_Requirement_: Whenever the word "link" turns up in a line of the data below, copy that line.

_Stored data_:
//! The managed-service side of supervision.
//!
//! A service built on this crate creates one [`ServiceAgent`] from the
//! environment its supervisor set up, then calls [`ServiceAgent::poll`] from
//! its main loop. Heartbeat probes are acknowledged inside `poll`, so a
//! service whose main loop stalls stops answering and gets restarted.

use std::path::PathBuf;
use std::sync::Arc;
use std::time::{Duration, Instant};

use crossbeam_channel::{unbounded, Receiver, RecvTimeoutError};
use tracing::{debug, warn};

use crate::config::{ENV_CHECKUP_SOCKET, ENV_COMMAND_SOCKET, ENV_KEY, ENV_OUT_SOCKET};
use crate::control::{Command, CommandGate, CommandSubscriber, ControlMessage};
use crate::errors::{Result, VigilError};
use crate::heartbeat::{CheckupFrame, CheckupResponder};
use crate::sink::{EventSink, OutputPublisher};

/// Endpoints and key handed to a managed instance.
#[derive(Debug, Clone, PartialEq, Eq)]
pub struct AgentConfig {
    pub key: String,
    pub command_socket: PathBuf,
    pub checkup_socket: PathBuf,
    pub out_socket: PathBuf,
}

impl AgentConfig {
    pub fn from_env() -> Result<Self> {
        Self::from_lookup(|name| std::env::var(name).ok())
    }

    /// Build from any variable source, e.g. a launch spec's environment.
    pub fn from_lookup<F>(lookup: F) -> Result<Self>
    where
        F: Fn(&str) -> Option<String>,
    {
        let get = |name: &str| {
            lookup(name).ok_or_else(|| VigilError::InvalidConfig {
                details: format!("{name} is not set; was this process started by vigil?"),
            })
        };
        Ok(Self {
            key: get(ENV_KEY)?,
            command_socket: PathBuf::from(get(ENV_COMMAND_SOCKET)?),
            checkup_socket: PathBuf::from(get(ENV_CHECKUP_SOCKET)?),
            out_socket: PathBuf::from(get(ENV_OUT_SOCKET)?),
        })
    }
}

/// What [`ServiceAgent::poll`] surfaces to the service.
#[derive(Debug, Clone, Copy, PartialEq, Eq)]
pub enum AgentEvent {
    /// An authenticated `die` arrived. Reported once.
    Shutdown,
    /// An authenticated `status-probe` arrived and was answered.
    StatusProbe,
    /// Both supervisor channels are gone.
    SupervisorLost,
}

enum AgentInbound {
    Probe(u64),
    Stray(CheckupFrame),
    BadFrame(VigilError),
    CheckupClosed,
    Command(Result<ControlMessage>),
    CommandClosed,
}

fn classify(frame: Result<CheckupFrame>) -> AgentInbound {
    match frame {
        Ok(CheckupFrame::Probe(seq)) => AgentInbound::Probe(seq),
        Ok(other) => AgentInbound::Stray(other),
        Err(e) => AgentInbound::BadFrame(e),
    }
}

pub struct ServiceAgent {
    gate: CommandGate,
    inbox: Receiver<AgentInbound>,
    checkup: CheckupResponder,
    commands: CommandSubscriber,
    output: Arc<OutputPublisher>,
}

impl ServiceAgent {
    pub fn from_env() -> Result<Self> {
        Self::connect(&AgentConfig::from_env()?)
    }

    /// Connect to all three supervisor endpoints.
    ///
    /// An unreachable `out` endpoint is tolerated; output then goes to the
    /// local log only.
    pub fn connect(config: &AgentConfig) -> Result<Self> {
        let output = match OutputPublisher::connect(&config.out_socket) {
            Ok(publisher) => publisher,
            Err(e) => {
                warn!(error = %e, "output endpoint unavailable, logging locally");
                OutputPublisher::detached()
            }
        };
        let output = Arc::new(output);
        let sink: Arc<dyn EventSink> = output.clone();

        let (tx, inbox) = unbounded();

        let subscriber = CommandSubscriber::connect(&config.command_socket)?;
        let commands = subscriber.try_clone()?;
        subscriber.forward(tx.clone(), AgentInbound::Command, Some(AgentInbound::CommandClosed))?;

        let checkup = CheckupResponder::connect(&config.checkup_socket)?;
        checkup.forward(tx, classify, Some(AgentInbound::CheckupClosed))?;

        Ok(Self {
            gate: CommandGate::new(config.key.clone(), sink),
            inbox,
            checkup,
            commands,
            output,
        })
    }

    /// Sink that publishes to the supervisor's `out` endpoint.
    pub fn sink(&self) -> Arc<dyn EventSink> {
        self.output.clone()
    }

    pub fn emit(&self, category: &str, message: &str) {
        self.output.emit(category, message);
    }

    pub fn is_shutting_down(&self) -> bool {
        self.gate.latch().is_tripped()
    }

    /// Answer heartbeats and wait up to `timeout` for a command.
    ///
    /// Returns `None` when the timeout passes with nothing for the service
    /// to act on.
    pub fn poll(&mut self, timeout: Duration) -> Option<AgentEvent> {
        let deadline = Instant::now() + timeout;
        loop {
            let message = match self.inbox.recv_deadline(deadline) {
                Ok(message) => message,
                Err(RecvTimeoutError::Timeout) => return None,
                Err(RecvTimeoutError::Disconnected) => return Some(AgentEvent::SupervisorLost),
            };

            match message {
                AgentInbound::Probe(seq) => {
                    if let Err(e) = self.checkup.ack(seq) {
                        debug!(seq, error = %e, "heartbeat ack not delivered");
                    }
                }
                AgentInbound::Stray(frame) => warn!(?frame, "unexpected checkup frame"),
                AgentInbound::BadFrame(e) => warn!(code = e.code(), error = %e, "bad checkup frame"),
                AgentInbound::CheckupClosed => debug!("checkup channel closed"),
                AgentInbound::Command(Ok(message)) => {
                    let mut accepted = None;
                    self.gate.handle(&message, |command| accepted = Some(command));
                    match accepted {
                        Some(Command::Die) => {
                            self.output.emit("MAIN", "GOODBYE");
                            self.close();
                            return Some(AgentEvent::Shutdown);
                        }
                        Some(Command::StatusProbe) => {
                            self.output.emit("STATUS", "yep.");
                            return Some(AgentEvent::StatusProbe);
                        }
                        None => {}
                    }
                }
                AgentInbound::Command(Err(e)) => {
                    warn!(code = e.code(), error = %e, "bad command frame");
                }
                AgentInbound::CommandClosed => warn!("command channel closed by supervisor"),
            }
        }
    }

    /// Close both supervisor channels.
    pub fn close(&self) {
        self.commands.close();
        self.checkup.close();
    }
}

#[cfg(test)]
mod tests {
    use super::*;
    use crate::control::CommandPublisher;
    use crate::heartbeat::{CheckupEvent, CheckupServer};
    use crate::sink::OutputLine;
    use crate::supervisor::OutputServer;
    use std::collections::HashMap;
    use std::thread;
    use tempfile::TempDir;

    struct Harness {
        _temp_dir: TempDir,
        config: AgentConfig,
        publisher: CommandPublisher,
        checkup_events: Receiver<CheckupEvent>,
        _checkup: CheckupServer,
        lines: Receiver<Option<OutputLine>>,
        _output: OutputServer,
    }

    fn harness() -> Harness {
        let temp_dir = TempDir::new().expect("Failed to create temp dir");
        let config = AgentConfig {
            key: "run-key".to_string(),
            command_socket: temp_dir.path().join("cmd.sock"),
            checkup_socket: temp_dir.path().join("checkup.sock"),
            out_socket: temp_dir.path().join("out.sock"),
        };
        let publisher = CommandPublisher::bind(&config.command_socket, "run-key").unwrap();
        let (checkup_tx, checkup_events) = unbounded();
        let checkup = CheckupServer::bind(&config.checkup_socket, checkup_tx).unwrap();
        let (line_tx, lines) = unbounded();
        let output = OutputServer::bind(&config.out_socket, line_tx, |line| line.ok()).unwrap();
        Harness {
            _temp_dir: temp_dir,
            config,
            publisher,
            checkup_events,
            _checkup: checkup,
            lines,
            _output: output,
        }
    }

    fn wait_for_subscriber(publisher: &CommandPublisher) {
        let deadline = Instant::now() + Duration::from_secs(5);
        while publisher.subscriber_count() == 0 {
            assert!(Instant::now() < deadline, "agent never subscribed");
            thread::sleep(Duration::from_millis(10));
        }
    }

    #[test]
    fn test_config_from_lookup() {
        let vars: HashMap<&str, &str> = [
            (ENV_KEY, "k"),
            (ENV_COMMAND_SOCKET, "/run/a-command.sock"),
            (ENV_CHECKUP_SOCKET, "/run/a-checkup.sock"),
            (ENV_OUT_SOCKET, "/run/a-out.sock"),
        ]
        .into_iter()
        .collect();

        let config = AgentConfig::from_lookup(|name| vars.get(name).map(|v| v.to_string())).unwrap();
        assert_eq!(config.key, "k");
        assert_eq!(config.checkup_socket, PathBuf::from("/run/a-checkup.sock"));

        let err = AgentConfig::from_lookup(|_| None).unwrap_err();
        assert!(err.to_string().contains(ENV_KEY));
    }

    #[test]
    fn test_poll_acknowledges_probes() {
        let h = harness();
        let mut agent = ServiceAgent::connect(&h.config).expect("Failed to connect agent");

        let mut link = match h.checkup_events.recv_timeout(Duration::from_secs(5)).unwrap() {
            CheckupEvent::Connected(link) => link,
            other => panic!("Expected Connected, got {other:?}"),
        };
        link.send_probe(1).unwrap();

        assert_eq!(agent.poll(Duration::from_millis(200)), None);
        match h.checkup_events.recv_timeout(Duration::from_secs(5)).unwrap() {
            CheckupEvent::Frame { frame, .. } => assert_eq!(frame.unwrap(), CheckupFrame::Ack(1)),
            other => panic!("Expected Frame, got {other:?}"),
        }
    }

    #[test]
    fn test_die_is_reported_once_and_wrong_key_ignored() {
        let h = harness();
        let mut agent = ServiceAgent::connect(&h.config).expect("Failed to connect agent");
        wait_for_subscriber(&h.publisher);

        h.publisher
            .publish_message(&ControlMessage::new("wrong", Command::Die));
        assert_eq!(agent.poll(Duration::from_millis(200)), None);
        assert!(!agent.is_shutting_down());

        let security = h.lines.recv_timeout(Duration::from_secs(5)).unwrap().unwrap();
        assert_eq!(security.category, "SECURITY");
        assert_eq!(security.message, "WRONG_KEY");

        h.publisher.publish(Command::Die);
        h.publisher.publish(Command::Die);
        assert_eq!(agent.poll(Duration::from_secs(5)), Some(AgentEvent::Shutdown));
        assert!(agent.is_shutting_down());

        let goodbye = h.lines.recv_timeout(Duration::from_secs(5)).unwrap().unwrap();
        assert_eq!(goodbye.message, "GOODBYE");
    }

    #[test]
    fn test_status_probe_answers_yep() {
        let h = harness();
        let mut agent = ServiceAgent::connect(&h.config).expect("Failed to connect agent");
        wait_for_subscriber(&h.publisher);

        h.publisher.publish(Command::StatusProbe);
        assert_eq!(agent.poll(Duration::from_secs(5)), Some(AgentEvent::StatusProbe));

        let line = h.lines.recv_timeout(Duration::from_secs(5)).unwrap().unwrap();
        assert_eq!((line.category.as_str(), line.message.as_str()), ("STATUS", "yep."));
    }
}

_Response below_:
        let mut link = match h.checkup_events.recv_timeout(Duration::from_secs(5)).unwrap() {
            CheckupEvent::Connected(link) => link,
        link.send_probe(1).unwrap();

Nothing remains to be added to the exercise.